How a Window Gets NOA-Approved
Manufacturer submits product specs
Complete engineering drawings, material specifications, and assembly details are submitted to the Miami-Dade Product Control Section (PCA) for preliminary review.
Independent lab runs TAS testing
A certified third-party laboratory performs TAS 201 (large missile impact), TAS 202 (uniform static air pressure), and TAS 203 (cyclic wind loading) on production samples.
Engineering review by PCA
Miami-Dade engineers analyze test data, verify compliance with ASCE 7-22 design pressures, and confirm that the product meets HVHZ requirements for its intended WLZ classification.
NOA certificate issued
Upon approval, the Product Control Section issues a formal NOA certificate with a 5-year validity period.
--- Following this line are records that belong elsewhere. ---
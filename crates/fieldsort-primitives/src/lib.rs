//! Declared element kinds for typed columns and the ordering strategy each
//! kind resolves to.
//!
//! This crate has no dependencies; runtime comparison lives in
//! `fieldsort-core`.

#[macro_use]
mod macros;

///
/// FieldKind
///
/// Declared element type of a column.
/// Labels match the wire names used by data frame payloads.
///

#[derive(Clone, Copy, Debug, Default, Eq, Hash, PartialEq)]
pub enum FieldKind {
    Boolean,
    Enum,
    Frame,
    Geo,
    NestedFrames,
    Number,
    #[default]
    Other,
    String,
    Time,
    Trace,
}

impl FieldKind {
    /// Return the full metadata descriptor for one field kind.
    #[must_use]
    pub const fn metadata(self) -> FieldKindMetadata {
        field_kind_registry!(metadata_from_registry, self)
    }

    /// Stable wire label for this kind.
    #[must_use]
    pub const fn label(self) -> &'static str {
        self.metadata().label
    }

    /// Ordering strategy selected for columns of this kind.
    #[must_use]
    pub const fn order_strategy(self) -> OrderStrategy {
        self.metadata().strategy
    }

    /// Return whether columns of this kind are ordered by their values.
    ///
    /// Kinds that return `false` keep their positional order when sorted.
    #[must_use]
    pub const fn is_value_ordered(self) -> bool {
        !matches!(self.order_strategy(), OrderStrategy::Natural)
    }

    /// Resolve a wire label. Unknown labels return `None`.
    #[must_use]
    pub fn from_label(label: &str) -> Option<Self> {
        field_kind_registry!(kind_from_label_registry, label)
    }

    /// Resolve a wire label, mapping unknown labels to [`FieldKind::Other`].
    #[must_use]
    pub fn from_label_lossy(label: &str) -> Self {
        Self::from_label(label).unwrap_or(Self::Other)
    }
}

impl std::fmt::Display for FieldKind {
    fn fmt(&self, f: &mut std::fmt::Formatter<'_>) -> std::fmt::Result {
        f.write_str(self.label())
    }
}

///
/// FieldKindMetadata
///

#[derive(Clone, Copy, Debug, Eq, PartialEq)]
pub struct FieldKindMetadata {
    pub label: &'static str,
    pub strategy: OrderStrategy,
}

///
/// OrderStrategy
///
/// Comparator family resolved once per sort from a column's kind.
/// `Natural` orders by position rather than by value.
///

#[derive(Clone, Copy, Debug, Eq, Hash, PartialEq)]
pub enum OrderStrategy {
    Boolean,
    Natural,
    Numeric,
    Text,
    Time,
}

impl OrderStrategy {
    #[must_use]
    pub const fn label(self) -> &'static str {
        match self {
            Self::Boolean => "boolean",
            Self::Natural => "natural",
            Self::Numeric => "numeric",
            Self::Text => "text",
            Self::Time => "time",
        }
    }
}

/// Ordered list of all field kinds in registry order.
pub const ALL_FIELD_KINDS: [FieldKind; 10] = field_kind_registry!(all_kinds_from_registry);
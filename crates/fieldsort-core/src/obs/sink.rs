//! Metrics sink boundary.
//!
//! All instrumentation flows through `MetricsEvent` and `MetricsSink`.
//! This module is the only bridge between comparator code and the
//! thread-local counter state.

use crate::obs::metrics;
use fieldsort_primitives::{FieldKind, OrderStrategy};
use std::{cell::RefCell, rc::Rc};

thread_local! {
    static SINK_OVERRIDE: RefCell<Option<Rc<dyn MetricsSink>>> = RefCell::new(None);
}

///
/// MetricsEvent
///

#[derive(Clone, Copy, Debug, Eq, PartialEq)]
pub enum MetricsEvent {
    ComparatorBuilt {
        strategy: OrderStrategy,
        reversed: bool,
    },
    NaturalFallback {
        kind: FieldKind,
    },
    FrameSorted {
        rows: u64,
    },
}

///
/// MetricsSink
///

pub trait MetricsSink {
    fn record(&self, event: MetricsEvent);
}

/// GlobalMetricsSink
/// Default sink writing into the thread-local counters.
/// Used whenever no scoped override is installed.

pub(crate) struct GlobalMetricsSink;

impl MetricsSink for GlobalMetricsSink {
    fn record(&self, event: MetricsEvent) {
        match event {
            MetricsEvent::ComparatorBuilt { strategy, reversed } => {
                metrics::with_state_mut(|m| {
                    metrics::count_comparator(&mut m.ops, strategy, reversed);
                });
            }

            MetricsEvent::NaturalFallback { kind } => {
                metrics::with_state_mut(|m| metrics::count_fallback(m, kind));
            }

            MetricsEvent::FrameSorted { rows } => {
                metrics::with_state_mut(|m| {
                    m.ops.frames_sorted = m.ops.frames_sorted.saturating_add(1);
                    m.ops.rows_sorted = m.ops.rows_sorted.saturating_add(rows);
                });
            }
        }
    }
}

pub(crate) const GLOBAL_METRICS_SINK: GlobalMetricsSink = GlobalMetricsSink;

pub(crate) fn record(event: MetricsEvent) {
    let sink = SINK_OVERRIDE.with(|cell| cell.borrow().clone());

    match sink {
        Some(sink) => sink.record(event),
        None => GLOBAL_METRICS_SINK.record(event),
    }
}

/// Snapshot the current thread's counters.
#[must_use]
pub fn metrics_report() -> metrics::EventReport {
    metrics::report()
}

/// Reset the current thread's counters.
pub fn metrics_reset_all() {
    metrics::reset_all();
}

/// Run a closure with `sink` receiving every event recorded on this thread.
///
/// The previous sink is restored on return, including on unwind.
pub fn with_metrics_sink<T>(sink: Rc<dyn MetricsSink>, f: impl FnOnce() -> T) -> T {
    struct Guard(Option<Rc<dyn MetricsSink>>);

    impl Drop for Guard {
        fn drop(&mut self) {
            let prev = self.0.take();
            SINK_OVERRIDE.with(|cell| {
                *cell.borrow_mut() = prev;
            });
        }
    }

    let prev = SINK_OVERRIDE.with(|cell| cell.borrow_mut().replace(sink));
    let _guard = Guard(prev);

    f()
}

#[cfg(test)]
mod tests {
    use super::*;

    #[derive(Default)]
    struct CapturingSink {
        events: RefCell<Vec<MetricsEvent>>,
    }

    impl MetricsSink for CapturingSink {
        fn record(&self, event: MetricsEvent) {
            self.events.borrow_mut().push(event);
        }
    }

    #[test]
    fn global_sink_accumulates_counters() {
        metrics_reset_all();

        record(MetricsEvent::ComparatorBuilt {
            strategy: OrderStrategy::Numeric,
            reversed: true,
        });
        record(MetricsEvent::NaturalFallback {
            kind: FieldKind::Geo,
        });
        record(MetricsEvent::FrameSorted { rows: 7 });

        let report = metrics_report();
        assert_eq!(report.ops.numeric_comparators, 1);
        assert_eq!(report.ops.reversed_comparators, 1);
        assert_eq!(report.ops.frames_sorted, 1);
        assert_eq!(report.ops.rows_sorted, 7);
        assert_eq!(report.fallbacks.get("geo"), Some(&1));
    }

    #[test]
    fn override_captures_and_restores() {
        metrics_reset_all();
        let sink = Rc::new(CapturingSink::default());

        with_metrics_sink(sink.clone(), || {
            record(MetricsEvent::FrameSorted { rows: 2 });
        });
        record(MetricsEvent::FrameSorted { rows: 3 });

        assert_eq!(
            *sink.events.borrow(),
            vec![MetricsEvent::FrameSorted { rows: 2 }]
        );
        assert_eq!(metrics_report().ops.rows_sorted, 3);
    }
}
The NOA number must appear on every product label.
Annual re-listing required
Manufacturers must submit annual re-listing documentation confirming that production methods and material sources have not changed from the originally tested configuration.
HVHZ vs WBDR vs Standard
| Standard | Design Wind Speed | Missile Test | Coverage Area |
|---|---|---|---|
| HVHZ | 175 mph | Large + Small (TAS 201) | Miami-Dade, Broward |
| WBDR | 140 mph | Small only | Coastal 1mi inland statewide |
| Standard | 130 mph | Not required | Interior Florida |
| International | Varies | Not required | Outside Florida |
What This Means for Homeowners
Buying
Every product MUST show a valid NOA number on the frame label or packaging. Ask your contractor for the NOA certificate before any deposit. Cross-check the number on the Miami-Dade PCA database.
Hiring
Verify the contractor's Florida state license (check myfloridalicense.com) and confirm their Miami-Dade permit number is active. Unlicensed contractors cannot pull permits, and their work voids your warranty.
Insurance
Without NOA-stamped windows, no wind mitigation discount applies. Insurers require photographic proof of NOA labels during re-inspection. Non-compliant installations can void coverage entirely.
Verify Your Installer
Before signing any contract, verify three things: the product has an active NOA, the contractor holds a current Florida state license, and the project has a valid Miami-Dade building permit. These checks take under five minutes and protect you from non-compliant installations that fail inspection and void insurance coverage.